In Cina il ping pong è più di una partita di tennis da tavolo. È lo sport nazionale, il gioco proletario e a basso costo che possono giocare anche operai e contadini e l'International Table Tennis Federation è una delle poche federazioni a riconoscere la Repubblica Popolare Cinese e non Taiwan. È impossibile separare il ping pong dalla politica: «Considera una palla da ping pong come la testa del tuo nemico capitalista e colpiscila con la tua stoccata socialista» spiegava Mao Tze Tung.
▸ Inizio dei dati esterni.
//! Shared configuration loader for axml2xaml.
//!
//! `defaults/axml.default.toml` is embedded into the binary so that documented
//! defaults and runtime behavior stay in sync. Applications layer user files
//! and CLI overrides on top of those defaults via [`Loader`] before
//! deserializing into [`AxmlConfig`].

use axml_babel::ConvertOptions;
use config::builder::DefaultState;
use config::{Config, ConfigBuilder, ConfigError, File, FileFormat, ValueKind};
use serde::Deserialize;
use std::path::Path;

const DEFAULT_TOML: &str = include_str!("../defaults/axml.default.toml");

/// Name of the optional per-project configuration file.
pub const PROJECT_CONFIG_FILE: &str = "axml.toml";

/// Top-level configuration consumed by axml2xaml.
#[derive(Debug, Clone, Deserialize)]
pub struct AxmlConfig {
    pub convert: ConvertConfig,
    pub design: DesignConfig,
}

/// Conversion knobs, mirrored by the `convert` command flags.
#[derive(Debug, Clone, Deserialize)]
pub struct ConvertConfig {
    pub namespace: String,
    pub overwrite: bool,
    pub data_context: bool,
    pub image_extension: String,
    pub indent_size: usize,
}

/// Design-time data context placeholders.
#[derive(Debug, Clone, Deserialize)]
pub struct DesignConfig {
    pub view_model_namespace: String,
    pub view_model: String,
}

impl From<&AxmlConfig> for ConvertOptions {
    fn from(config: &AxmlConfig) -> Self {
        ConvertOptions {
            namespace: config.convert.namespace.clone(),
            overwrite: config.convert.overwrite,
            data_context: config.convert.data_context,
            image_extension: config.convert.image_extension.clone(),
            view_model_namespace: config.design.view_model_namespace.clone(),
            view_model: config.design.view_model.clone(),
            indent_size: config.convert.indent_size,
        }
    }
}

impl From<AxmlConfig> for ConvertOptions {
    fn from(config: AxmlConfig) -> Self {
        ConvertOptions::from(&config)
    }
}

/// Helper for layering user overrides over the built-in defaults.
#[derive(Debug, Clone)]
pub struct Loader {
    builder: ConfigBuilder<DefaultState>,
}

impl Loader {
    /// Start a loader seeded with the embedded defaults.
    pub fn new() -> Self {
        let builder = Config::builder().add_source(File::from_str(DEFAULT_TOML, FileFormat::Toml));
        Self { builder }
    }

    /// Layer a configuration file. Missing files trigger an error.
    pub fn with_file(mut self, path: impl AsRef<Path>) -> Self {
        let source = File::from(path.as_ref())
            .format(FileFormat::Toml)
            .required(true);
        self.builder = self.builder.add_source(source);
        self
    }

    /// Layer an optional configuration file (ignored if the file is absent).
    pub fn with_optional_file(mut self, path: impl AsRef<Path>) -> Self {
        let source = File::from(path.as_ref())
            .format(FileFormat::Toml)
            .required(false);
        self.builder = self.builder.add_source(source);
        self
    }

    /// Apply a single key/value override, e.g. `convert.namespace` from a CLI flag.
    pub fn set_override<I>(mut self, key: &str, value: I) -> Result<Self, ConfigError>
    where
        I: Into<ValueKind>,
    {
        self.builder = self.builder.set_override(key, value)?;
        Ok(self)
    }

    /// Finalize the builder and deserialize the resulting configuration.
    pub fn build(self) -> Result<AxmlConfig, ConfigError> {
        self.builder.build()?.try_deserialize()
    }
}

impl Default for Loader {
    fn default() -> Self {
        Self::new()
    }
}

/// Convenience helper for callers that only need the defaults.
pub fn load_defaults() -> Result<AxmlConfig, ConfigError> {
    Loader::new().build()
}
//! Error types for conversion operations

use std::path::PathBuf;
use thiserror::Error;

/// Errors that can occur while exporting a layout.
///
/// A source root that maps to no target element is not an error, see
/// [`crate::export::ExportOutcome::NoOutput`].
#[derive(Debug, Error)]
pub enum ConvertError {
    /// Destination exists and overwriting was not requested
    #[error(
        "Output file '{}' already exists, pass --overwrite or delete the file",
        .0.display()
    )]
    PreconditionFailed(PathBuf),

    /// Source document is missing
    #[error("No file exists at input '{}'", .0.display())]
    InputNotFound(PathBuf),

    /// Source could not be parsed into a tree
    #[error("Parse error: {0}")]
    MalformedInput(String),

    #[error("I/O error on '{}': {source}", .path.display())]
    Io {
        path: PathBuf,
        #[source]
        source: std::io::Error,
    },

    /// Error while writing the target document
    #[error("Serialization error: {0}")]
    Serialization(String),
}

impl From<roxmltree::Error> for ConvertError {
    fn from(err: roxmltree::Error) -> Self {
        ConvertError::MalformedInput(format!("XML parsing error: {err}"))
    }
}
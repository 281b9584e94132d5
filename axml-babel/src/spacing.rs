//! Padding and margin reconciliation
//!
//!     Android spreads spacing over a shorthand attribute and up to four directional ones
//!     (`paddingLeft`, `layout_marginTop`, ...). Xamarin.Forms takes a single `Padding` or
//!     `Margin` value, either one number or `left,top,right,bottom`.
//!
//!     Resolution order:
//!         1. the shorthand, unit-stripped, wins outright;
//!         2. otherwise the directional attributes are composed, missing sides default to `0`;
//!         3. with neither, nothing is produced.
//!
//!     Padding is not emitted on targets that have no padding property in Forms (see
//!     [`PADDING`]). Margin applies everywhere.

use crate::tree::{Attribute, MarkupNode};

/// Source attribute names and output name for one kind of spacing.
#[derive(Debug, Clone, Copy)]
pub struct SpacingRule {
    pub shorthand: &'static str,
    pub left: &'static [&'static str],
    pub top: &'static [&'static str],
    pub right: &'static [&'static str],
    pub bottom: &'static [&'static str],
    pub output: &'static str,
    /// Target element names on which the rule is suppressed.
    pub excluded_targets: &'static [&'static str],
}

pub const PADDING: SpacingRule = SpacingRule {
    shorthand: "padding",
    left: &["paddingLeft", "paddingStart"],
    top: &["paddingTop"],
    right: &["paddingRight", "paddingEnd"],
    bottom: &["paddingBottom"],
    output: "Padding",
    excluded_targets: &["Label", "ListView", "Checkbox", "Button", "Image"],
};

pub const MARGIN: SpacingRule = SpacingRule {
    shorthand: "layout_margin",
    left: &["layout_marginLeft", "layout_marginStart"],
    top: &["layout_marginTop"],
    right: &["layout_marginRight", "layout_marginEnd"],
    bottom: &["layout_marginBottom"],
    output: "Margin",
    excluded_targets: &[],
};

/// Android dimension units removed from spacing values.
const UNIT_SUFFIXES: &[&str] = &["dip", "dp", "sp", "px", "pt", "mm", "in"];

/// Removes a trailing dimension unit from a numeric value (`8dp` → `8`). Resource references
/// and other non-numeric values are returned unchanged, so stripping is idempotent.
pub fn strip_unit(value: &str) -> &str {
    let value = value.trim();
    UNIT_SUFFIXES
        .iter()
        .filter_map(|unit| value.strip_suffix(unit))
        .find(|number| number.ends_with(|c: char| c.is_ascii_digit() || c == '.'))
        .unwrap_or(value)
}

impl SpacingRule {
    /// Computes the merged spacing attribute for a target named `target_name` from the
    /// attributes of `source`.
    pub fn resolve(&self, source: &MarkupNode, target_name: &str) -> Option<Attribute> {
        if self.excluded_targets.contains(&target_name) {
            return None;
        }

        if let Some(shorthand) = source.attribute(self.shorthand) {
            return Some(Attribute::new(self.output, strip_unit(shorthand)));
        }

        let sides =
            [self.left, self.top, self.right, self.bottom].map(|names| side(source, names));
        if sides.iter().all(Option::is_none) {
            return None;
        }

        let composed = sides
            .into_iter()
            .map(|value| value.map(strip_unit).unwrap_or("0"))
            .collect::<Vec<_>>()
            .join(",");
        Some(Attribute::new(self.output, composed))
    }
}

/// First attribute, in source order, whose name is one of `names`.
fn side<'a>(source: &'a MarkupNode, names: &[&str]) -> Option<&'a str> {
    source
        .attributes()
        .iter()
        .find(|attr| names.contains(&attr.name.as_str()))
        .map(|attr| attr.value.as_str())
}
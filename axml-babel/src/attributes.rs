//! Attribute transforms
//!
//! Each transform looks at the source element and one raw attribute value and produces at most
//! one target attribute. Transforms never touch the target tree; the element mapper decides
//! where their output goes.

use crate::options::ConvertOptions;
use crate::tree::{Attribute, MarkupNode};

/// Attribute transforms registered in [`crate::mapping::ATTRIBUTE_MAP`].
#[derive(Debug, Clone, Copy, PartialEq, Eq)]
pub enum AttributeTransform {
    /// `layout_width` → `WidthRequest` / `HorizontalOptions`
    Width,
    /// `layout_height` → `HeightRequest` / `VerticalOptions`
    Height,
    /// `orientation` → `Orientation` (LinearLayout only)
    Orientation,
    /// `text` → `Text`
    Text,
    /// `src` → `Source`
    Source,
}

impl AttributeTransform {
    /// Applies the transform to `value`, an attribute of `element`.
    pub fn apply(
        self,
        element: &MarkupNode,
        value: &str,
        options: &ConvertOptions,
    ) -> Option<Attribute> {
        match self {
            AttributeTransform::Width => size(element, value, Axis::Horizontal),
            AttributeTransform::Height => size(element, value, Axis::Vertical),
            AttributeTransform::Orientation => orientation(element, value),
            AttributeTransform::Text => Some(Attribute::new("Text", value)),
            AttributeTransform::Source => Some(image_source(value, &options.image_extension)),
        }
    }
}

#[derive(Debug, Clone, Copy)]
enum Axis {
    Horizontal,
    Vertical,
}

impl Axis {
    fn options_name(self) -> &'static str {
        match self {
            Axis::Horizontal => "HorizontalOptions",
            Axis::Vertical => "VerticalOptions",
        }
    }

    fn request_name(self) -> &'static str {
        match self {
            Axis::Horizontal => "WidthRequest",
            Axis::Vertical => "HeightRequest",
        }
    }
}

fn size(element: &MarkupNode, value: &str, axis: Axis) -> Option<Attribute> {
    match value {
        "fill_parent" | "match_parent" => Some(Attribute::new(axis.options_name(), "FillAndExpand")),
        "wrap_content" => Some(Attribute::new(axis.options_name(), "Fill")),
        // Weighted children are sized by their layout; only the element's own attributes count.
        "0" | "0dp" if element.has_attribute("layout_weight") => {
            Some(Attribute::new(axis.options_name(), "FillAndExpand"))
        }
        "0" | "0dp" => Some(Attribute::new(axis.request_name(), "0")),
        _ if value.ends_with("dp") => {
            let end = value.find("dp")?;
            let request = value[..end].parse::<i32>().ok()?;
            Some(Attribute::new(axis.request_name(), request.to_string()))
        }
        _ => None,
    }
}

fn orientation(element: &MarkupNode, value: &str) -> Option<Attribute> {
    if element.name() != "LinearLayout" {
        return None;
    }
    Some(Attribute::new("Orientation", title_case(value)))
}

/// Upper-cases the first letter of every word and lower-cases the rest. Words that are entirely
/// upper-case are left alone.
pub fn title_case(value: &str) -> String {
    let mut result = String::with_capacity(value.len());
    for (index, word) in value.split(' ').enumerate() {
        if index > 0 {
            result.push(' ');
        }
        let is_acronym = word.chars().any(char::is_alphabetic)
            && word
                .chars()
                .filter(|c| c.is_alphabetic())
                .all(char::is_uppercase);
        if is_acronym {
            result.push_str(word);
            continue;
        }
        let mut chars = word.chars();
        if let Some(first) = chars.next() {
            result.extend(first.to_uppercase());
            result.extend(chars.flat_map(char::to_lowercase));
        }
    }
    result
}

fn image_source(value: &str, extension: &str) -> Attribute {
    let file = value.rsplit('/').next().unwrap_or(value);
    Attribute::new("Source", format!("{file}.{extension}"))
}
Ma il grande Timoniere cerca da tempo di migliorare le relazioni con gli Stati Uniti anche e soprattutto per trovare un contrappeso geopolitico all'Unione Sovietica. Quando, sdraiato sul letto, vede le foto di Cowan e Zhuang sulle pagine di Dacankao, un giornale riservato solo ai papaveri del regime, si illumina. E decide di invitare in Cina la squadra americana. È un chiaro segnale per Washington: Pechino apre al disgelo. Il 10 Aprile 1971, mezzo secolo fa giusto, l'American team, sette giocatori, quattro uomini e tre donne, raggiunge la Cina da Hong Kong. Sono i primi americani a visitare l'Impero da quando Mao è al potere, è come sbarcare sulla Luna. Nel gruppo c'è Judy Bochenski Hoarfrost, 15 anni, caschetto castano, occhi azzurri: sostituisce per caso un compagno e si ritrova sulle prime pagine dei quotidiani di tutto il mondo mentre stringe la mano al primo ministro cinese Zhou Enlai. Prima di questa banda di ragazzini solo undici americani erano stati ammessi nella Cina comunista, ma erano i compagni del Partito delle Pantere Nere.

Per Richard Nixon, che ha costruito una carriera politica sull'anticomunismo, la possibilità di un riavvicinamento con Pechino è l'occasione di dividere il campo comunista internazionale e allentare la pressione sugli Stati Uniti impantanati nel Vietnam. Tre mesi dopo il battesimo di quella che viene battezzata «la Diplomazia del ping-pong», Kissinger arriva a Pechino in missione segreta. La primavera dopo Nixon varca la soglia della Città Proibita e brinda con Mao alla riconciliazione, sette anni dopo i due paesi hanno di nuovo relazioni diplomatiche.

Zhuang piace alla moglie di Mao, Jiang Qing, qualcuno parla persino di una relazione segreta con la donna più potente della Cina. Grazie a lei diventa ministro dello sport e membro del Comitato Centrale del partito. Non è un uomo buono, ma un aguzzino del regime. «Ho fatto molte cose terribili di cui ora mi pento» dice in un'intervista nel 2007. Ma le cose cambiano. Dopo la morte di Mao nel 1976, Jiang e il suo cerchio magico, la famigerata Banda dei Quattro, viene arrestata per tradimento. Anche Zhuang finisce in galera. Per quattro anni gli è vietato il contatto con il mondo esterno, per due anni e mezzo è costretto ai domiciliari, per cinque viene esiliato nella provincia dello Shanxi. Gli viene proibito persino di giocare a ping pong con gli altri detenuti. Finisce a fare lo spazzino, un giorno, disperato, tenta di impiccarsi. Anche per Glenn la vita è dura. Ha problemi di droga, gli viene diagnosticata una forma di schizofrenia, è convinto di essere il fratello di Mick Jagger, il suo matrimonio dura due mesi, perde tutto quello che ha, diventa un senzatetto e muore di infarto a 52 anni nell'ospedale psichiatrico dov'è ricoverato. Zhuang, se ne è andato sette anni fa a 72 anni: riabilitato tornò negli Stati Uniti nel 2007 per incontrare la madre di Cowan. «Non aver più avuto più la possibilità di rivederti - scrive in una lettera che lascia alla mamma - è il più grande rimpianto della mia vita».

Non tutte le porte si aprono al momento giusto.